Efficacy: As of August 16, 2021, the efficacy of HER3-DXd treatment in the three groups is shown in the table below, with no complete response in all groups: in the HR+/HER2- (HER3 high or low expression) group, the ORR was 30.1% and SD was 50.4%; in the TNBC/HER3 high expression (triple negative breast cancer with high HER3 expression) group, the ORR was 22.6%,SD was 56.6%; in the HER2+/HER3 high expression group, the ORR was 42.9% and SD was 50.0%.
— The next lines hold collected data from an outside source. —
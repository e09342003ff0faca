//! Driver configuration.

/// How `Dio::write_channel_group` treats a level with bits outside the group.
#[derive(Debug, Clone, Copy, PartialEq, Eq, Default)]
pub enum GroupWritePolicy {
    /// OR `level << offset` into the register as is. Excess bits land
    /// outside the group and corrupt neighbouring pins.
    #[default]
    Unmasked,
    /// Clamp the shifted level to the group mask before writing.
    Masked,
    /// Refuse the write with `Error::LevelExceedsGroup`.
    Reject,
}

/// Configuration for a `Dio` driver.
///
/// The default reproduces the plain clear-then-OR group write; use
/// `DioConfig::strict()` or `DioConfig::clamped()` to guard against levels
/// wider than their group.
#[derive(Debug, Clone, Copy, PartialEq, Eq, Default)]
pub struct DioConfig {
    pub group_write: GroupWritePolicy,
}

impl DioConfig {
    /// Reject group writes whose level does not fit the group.
    pub fn strict() -> Self {
        Self {
            group_write: GroupWritePolicy::Reject,
        }
    }

    /// Clamp group writes to the group mask, logging the dropped bits.
    pub fn clamped() -> Self {
        Self {
            group_write: GroupWritePolicy::Masked,
        }
    }
}
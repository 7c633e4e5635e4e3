//! Ordering policies.
//!
//! The tree never compares keys on its own: every descent asks a [`Compare`]
//! implementation for a three-way answer. The policy must be a total order and
//! must not change while a tree holds nodes ordered by it.

use std::cmp::Ordering;

/// A three-way comparison over keys of type `K`.
///
/// Any `Fn(&K, &K) -> Ordering` closure is a comparator:
///
/// ```
/// use rbcursor::Compare;
/// use std::cmp::Ordering;
///
/// let by_len = |a: &&str, b: &&str| a.len().cmp(&b.len());
/// assert_eq!(by_len.compare(&"ab", &"abc"), Ordering::Less);
/// ```
pub trait Compare<K: ?Sized> {
	/// Compares `a` against `b`.
	fn compare(&self, a: &K, b: &K) -> Ordering;
}

/// Orders keys by their [`Ord`] implementation.
///
/// Comparisons go through `Ord::cmp` rather than subtracting keys, so keys
/// at the extremes of an integer range order correctly.
#[derive(Debug, Default, Clone, Copy, PartialEq, Eq)]
pub struct Natural;

impl<K: Ord + ?Sized> Compare<K> for Natural {
	#[inline]
	fn compare(&self, a: &K, b: &K) -> Ordering {
		a.cmp(b)
	}
}

/// Inverts another policy, producing a descending order.
#[derive(Debug, Default, Clone, Copy, PartialEq, Eq)]
pub struct Reversed<C>(pub C);

impl<K: ?Sized, C: Compare<K>> Compare<K> for Reversed<C> {
	#[inline]
	fn compare(&self, a: &K, b: &K) -> Ordering {
		self.0.compare(b, a)
	}
}

impl<K: ?Sized, F> Compare<K> for F
where
	F: Fn(&K, &K) -> Ordering,
{
	#[inline]
	fn compare(&self, a: &K, b: &K) -> Ordering {
		self(a, b)
	}
}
Safety: Overall, 130 patients (71.4%) had ≥ grade 3 TEAE; the most common (≥ 15%) were neutropenia (39.6%), thrombocytopenia (30.8%), anemia (18.7%), and leukocyte count reduction (18.1%). 12 patients (6.6%) developed treatment-related interstitial lung disease.
Figure 7. HER3-DXd Efficiency
Drugs targeting HER3 are starting to differentiate in terms of indications, with HER2/HER3 bispecific antibodies and HER3 monoclonal antibodies now mainly treating NGR1 gene fusion-related cancers, regardless of cancer type, which can be called pan-tumor therapy. Moreover, in terms of therapeutic strategy, HER3 monoclonal antibody uses IgG isoforms without ADCC activity, which allows for higher doses, while HER2/HER3 bispecific antibody Zeno uses ADCC-enhanced IgG1, which uses ADCC to kill tumors while blocking the binding of HER3 to its associated ligands.
HER3-DXd mainly targets HER3 tumor cells and is currently in clinical trials in NSCLC and breast cancer, where it is mainly used to kill tumors by targeting HER3-expressing tumor cells with loads.